“Do you mean,” said the reporter, to get it straight, “that you went to the Klondike to make money so as to climb—I mean, so as to go into society?”
“Exactly so! Yes, sir! And I tell you, Mr. Parker—”
“Park-hurst!” said J. Willoughby, with a frown of injured vanity.
“Mr. Parkhurst, a man has to have some strong motive to enable him to conquer success. In all my wanderings for twenty-five years, prospecting in Montana, Wyoming, Utah, Colorado, the Southwest, Nevada, California, Oregon, and Washington, and finally all over Alaska, I had but one object in mind, one purpose. It sustained me. It gave me courage when others despaired; it kept me marching onward when others fell by the wayside and died or became sheep-ranchers. I had no thought for amusement, none for pleasure, none for love. I simply kept up my search. It was the search for happiness that the old knights used to go out on. It was a search, Mr. Parker-hurst, for the yellow admission ticket to the Four Hundred!”
“Have you found it?” J. Willoughby could not help it.
“Let me tell you,” pursued Jerningham, ignoring the question. “I used to read the society columns of the New York papers whenever I felt myself growing discouraged; and that always revived me.

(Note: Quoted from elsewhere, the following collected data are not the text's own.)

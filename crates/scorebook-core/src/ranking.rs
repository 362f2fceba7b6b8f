//! Dense ranking over a population of students for one period.
//!
//! Ranks are sequential integers starting at 1. Equal averages never share a
//! rank: ties are broken by ascending student code, so `{A: 8.0, B: 8.0,
//! C: 6.0}` ranks A=1, B=2, C=3.

use std::cmp::Ordering;

use serde::{Deserialize, Serialize};

use crate::{
  average::{StudentTermAverage, StudentYearlyAverage, Tier},
  code::{ClassroomCode, GradeCode, SchoolYearCode, StudentCode, TermCode},
};

// ─── Scopes ──────────────────────────────────────────────────────────────────

/// The period an average (and therefore a rank) belongs to.
#[derive(Debug, Clone, PartialEq, Eq, Hash, Serialize, Deserialize)]
#[serde(tag = "kind", content = "code", rename_all = "snake_case")]
pub enum Period {
  Term(TermCode),
  SchoolYear(SchoolYearCode),
}

/// Which rank field a ranking pass writes.
#[derive(Debug, Clone, Copy, PartialEq, Eq, Hash, Serialize, Deserialize)]
#[serde(rename_all = "snake_case")]
pub enum RankScope {
  Classroom,
  Grade,
}

/// A set of students ranked against each other. Grade membership is derived
/// through each student's classroom.
#[derive(Debug, Clone, PartialEq, Eq, Hash, Serialize, Deserialize)]
#[serde(tag = "kind", content = "code", rename_all = "snake_case")]
pub enum Population {
  Classroom(ClassroomCode),
  Grade(GradeCode),
}

impl Population {
  pub fn scope(&self) -> RankScope {
    match self {
      Self::Classroom(_) => RankScope::Classroom,
      Self::Grade(_) => RankScope::Grade,
    }
  }
}

// ─── Standings ───────────────────────────────────────────────────────────────

/// A student's average and ranks for some period, regardless of whether the
/// period is a term or a school year.
#[derive(Debug, Clone, PartialEq, Serialize, Deserialize)]
pub struct Standing {
  pub student_code:   StudentCode,
  pub average:        f64,
  pub classroom_rank: Option<u32>,
  pub grade_rank:     Option<u32>,
  pub tier:           Tier,
}

impl Standing {
  pub fn rank(&self, scope: RankScope) -> Option<u32> {
    match scope {
      RankScope::Classroom => self.classroom_rank,
      RankScope::Grade => self.grade_rank,
    }
  }
}

impl From<StudentTermAverage> for Standing {
  fn from(row: StudentTermAverage) -> Self {
    Self {
      student_code:   row.student_code,
      average:        row.average,
      classroom_rank: row.classroom_rank,
      grade_rank:     row.grade_rank,
      tier:           row.tier,
    }
  }
}

impl From<StudentYearlyAverage> for Standing {
  fn from(row: StudentYearlyAverage) -> Self {
    Self {
      student_code:   row.student_code,
      average:        row.average,
      classroom_rank: row.classroom_rank,
      grade_rank:     row.grade_rank,
      tier:           row.tier,
    }
  }
}

// ─── Ranking ─────────────────────────────────────────────────────────────────

/// The rank a ranking pass assigned to one student.
#[derive(Debug, Clone, PartialEq, Eq, Serialize, Deserialize)]
pub struct RankAssignment {
  pub student_code: StudentCode,
  pub rank:         u32,
}

/// Rank `entries` by average descending, ties by ascending student code.
///
/// NaN averages sort after every real average.
pub fn dense_rank<I>(entries: I) -> Vec<RankAssignment>
where
  I: IntoIterator<Item = (StudentCode, f64)>,
{
  let mut entries: Vec<(StudentCode, f64)> = entries.into_iter().collect();
  entries.sort_by(|(code_a, avg_a), (code_b, avg_b)| {
    descending(*avg_a, *avg_b).then_with(|| code_a.cmp(code_b))
  });

  entries
    .into_iter()
    .zip(1_u32..)
    .map(|((student_code, _), rank)| RankAssignment { student_code, rank })
    .collect()
}

fn descending(a: f64, b: f64) -> Ordering {
  let key = |v: f64| if v.is_nan() { f64::NEG_INFINITY } else { v };
  key(b).total_cmp(&key(a))
}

Up in the Klondike I had saved fifteen hundred dollars and I paid one thousand dollars in gold-dust for a six-months-old copy of a society paper which had an account of Mrs. Masters's ball. To me, 'among those present' meant more than a list of gilt-edge bonds. I've got it yet.”
He paused to take from his pocket-book a tattered clipping and showed it to the newspaper man with a mixture of pride and tenderness and solicitude lest it be harmed, as a father shows the only extant photograph of the most wonderful baby in captivity.
“I thought my name would fit in very nicely between the Janeways and the Jesups. It was a good investment, that one thousand dollars, for I felt I had to get a gait on, and that very same day I went on that prospecting trip to the Endicott Mountains which changed my luck for me. Everything came my way then—I mean, in mining. I am getting six hundred thousand dollars a year out of my claims; and that is because I believe fifty thousand dollars a month enough for a bachelor. More would be—er—sort of ostentatious. Don't you think so?”
“Yes, indeed,” agreed J. Willoughby Parkhurst, with a shudder.
“When I marry I'll make it one hundred and twenty-five thousand dollars a month.”